# Activity:
Tally the lines of the entries below that hold the word "None", and please give only the total.

----- Source data

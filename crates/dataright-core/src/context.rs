//! Per-call validation context.
//!
//! An immutable snapshot of everything the pipeline needs for one
//! request: the consent aggregate, the request shape, the requesting
//! principal and client, and the feature flags sampled from deployment
//! configuration at call time.

use crate::consent::Consent;
use serde::{Deserialize, Serialize};

/// HTTP method of the incoming resource call.
#[derive(Debug, Clone, Copy, PartialEq, Eq, Serialize, Deserialize)]
pub enum HttpMethod {
    /// Single-resource or collection retrieval
    Get,
    /// Body-driven retrieval (e.g. balances for a list of accounts)
    Post,
}

/// Deployment feature flags sampled per call.
///
/// Defaults are all-off; each flag enables one conditional stage of the
/// pipeline.
#[derive(Debug, Clone, Copy, Default, PartialEq, Eq, Serialize, Deserialize)]
pub struct FeatureFlags {
    /// Disclosure Option Management filtering of joint accounts
    pub doms_enabled: bool,
    /// Secondary user account eligibility filtering
    pub secondary_user_accounts_enabled: bool,
    /// Legal-entity sharing-block filtering
    pub legal_entity_block_enabled: bool,
    /// Nominated-representative permission re-check on retrieval
    pub bnr_validate_on_retrieval_enabled: bool,
    /// Register status (ADR / software product) gate
    pub metadata_cache_enabled: bool,
    /// Account id validation against the narrowed mapping list
    pub account_id_validation_enabled: bool,
}

impl FeatureFlags {
    /// Every conditional stage enabled.
    pub fn all_enabled() -> Self {
        Self {
            doms_enabled: true,
            secondary_user_accounts_enabled: true,
            legal_entity_block_enabled: true,
            bnr_validate_on_retrieval_enabled: true,
            metadata_cache_enabled: true,
            account_id_validation_enabled: true,
        }
    }
}

/// Immutable snapshot handed to the pipeline for one call.
#[derive(Debug, Clone)]
pub struct ValidationContext {
    /// Consent aggregate from the upstream store
    pub consent: Consent,
    /// Method of the resource call
    pub method: HttpMethod,
    /// Elected resource template, e.g. `/banking/accounts/{accountId}`
    pub resource_template: String,
    /// Concrete request path with identifiers already unmasked
    pub request_path: String,
    /// Requesting data-recipient client id
    pub client_id: String,
    /// Authenticated user id
    pub user_id: String,
    /// Account ids carried in a POST body, already unmasked
    pub requested_account_ids: Option<Vec<String>>,
    /// Feature flags sampled at call time
    pub flags: FeatureFlags,
}

impl ValidationContext {
    /// Context for a GET resource call.
    pub fn for_get(
        consent: Consent,
        resource_template: impl Into<String>,
        request_path: impl Into<String>,
        client_id: impl Into<String>,
        user_id: impl Into<String>,
        flags: FeatureFlags,
    ) -> Self {
        Self {
            consent,
            method: HttpMethod::Get,
            resource_template: resource_template.into(),
            request_path: request_path.into(),
            client_id: client_id.into(),
            user_id: user_id.into(),
            requested_account_ids: None,
            flags,
        }
    }

    /// Context for a POST resource call carrying a body account-id list.
    pub fn for_post(
        consent: Consent,
        resource_template: impl Into<String>,
        request_path: impl Into<String>,
        client_id: impl Into<String>,
        user_id: impl Into<String>,
        requested_account_ids: Vec<String>,
        flags: FeatureFlags,
    ) -> Self {
        Self {
            consent,
            method: HttpMethod::Post,
            resource_template: resource_template.into(),
            request_path: request_path.into(),
            client_id: client_id.into(),
            user_id: user_id.into(),
            requested_account_ids: Some(requested_account_ids),
            flags,
        }
    }
}
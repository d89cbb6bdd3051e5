//! Static table of identifier locations per resource template.
//!
//! The documented response shape of every masked endpoint falls into one
//! of three families; the family decides which declared locations the
//! masker walks. The table is part of the published API contract and is
//! consulted verbatim, never inferred from the payload.

/// Identifier field names subject to permanence, wherever they appear
/// at a declared location.
pub const RESOURCE_ID_KEYS: [&str; 4] = [
    "accountId",
    "transactionId",
    "scheduledPaymentId",
    "payeeId",
];

/// Key of the resource array in a scheduled-payment list response.
pub const SCHEDULED_PAYMENTS_KEY: &str = "scheduledPayments";

/// Nested loan object key in a single-account response.
pub const LOAN_KEY: &str = "loan";

/// Offset account array inside the loan object.
pub const OFFSET_ACCOUNT_IDS_KEY: &str = "offsetAccountIds";

/// Templates whose `data` carries a resource array with per-object ids.
pub const RESOURCE_LIST_TEMPLATES: [&str; 6] = [
    "/banking/accounts",
    "/banking/accounts/balances",
    "/banking/accounts/{accountId}/transactions",
    "/banking/accounts/{accountId}/direct-debits",
    "/banking/accounts/direct-debits",
    "/banking/payees",
];

/// Templates whose `data` is a single resource with top-level ids
/// (plus the nested `loan.offsetAccountIds` list for accounts).
pub const SINGLE_RESOURCE_TEMPLATES: [&str; 4] = [
    "/banking/accounts/{accountId}/balance",
    "/banking/accounts/{accountId}",
    "/banking/accounts/{accountId}/transactions/{transactionId}",
    "/banking/payees/{payeeId}",
];

/// Templates whose `data` carries the scheduled-payment list shape.
pub const SCHEDULED_PAYMENT_LIST_TEMPLATES: [&str; 2] = [
    "/banking/accounts/{accountId}/payments/scheduled",
    "/banking/payments/scheduled",
];

/// Templates carrying path parameters subject to permanence; these also
/// drive `links` URL rewriting in responses.
pub const TEMPLATES_WITH_PATH_PARAMS: [&str; 7] = [
    "/banking/accounts/{accountId}/balance",
    "/banking/accounts/{accountId}",
    "/banking/accounts/{accountId}/transactions",
    "/banking/accounts/{accountId}/transactions/{transactionId}",
    "/banking/accounts/{accountId}/direct-debits",
    "/banking/accounts/{accountId}/payments/scheduled",
    "/banking/payees/{payeeId}",
];

/// Response shape family of a masked endpoint.
#[derive(Debug, Clone, Copy, PartialEq, Eq)]
pub enum ResourceShape {
    /// Array of resources under `data`, ids per object
    ResourceList,
    /// Single resource under `data`, ids at the top level
    SingleResource,
    /// Scheduled-payment list with nested `from`/`paymentSet` ids
    ScheduledPaymentList,
}

/// Shape family for an elected resource template, or `None` when the
/// endpoint declares no masked response locations.
pub fn resource_shape(template: &str) -> Option<ResourceShape> {
    if RESOURCE_LIST_TEMPLATES.contains(&template) {
        Some(ResourceShape::ResourceList)
    } else if SINGLE_RESOURCE_TEMPLATES.contains(&template) {
        Some(ResourceShape::SingleResource)
    } else if SCHEDULED_PAYMENT_LIST_TEMPLATES.contains(&template) {
        Some(ResourceShape::ScheduledPaymentList)
    } else {
        None
    }
}

/// Whether the template's path parameters are subject to permanence.
pub fn has_masked_path_params(template: &str) -> bool {
    TEMPLATES_WITH_PATH_PARAMS.contains(&template)
}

----------

# Solution:
3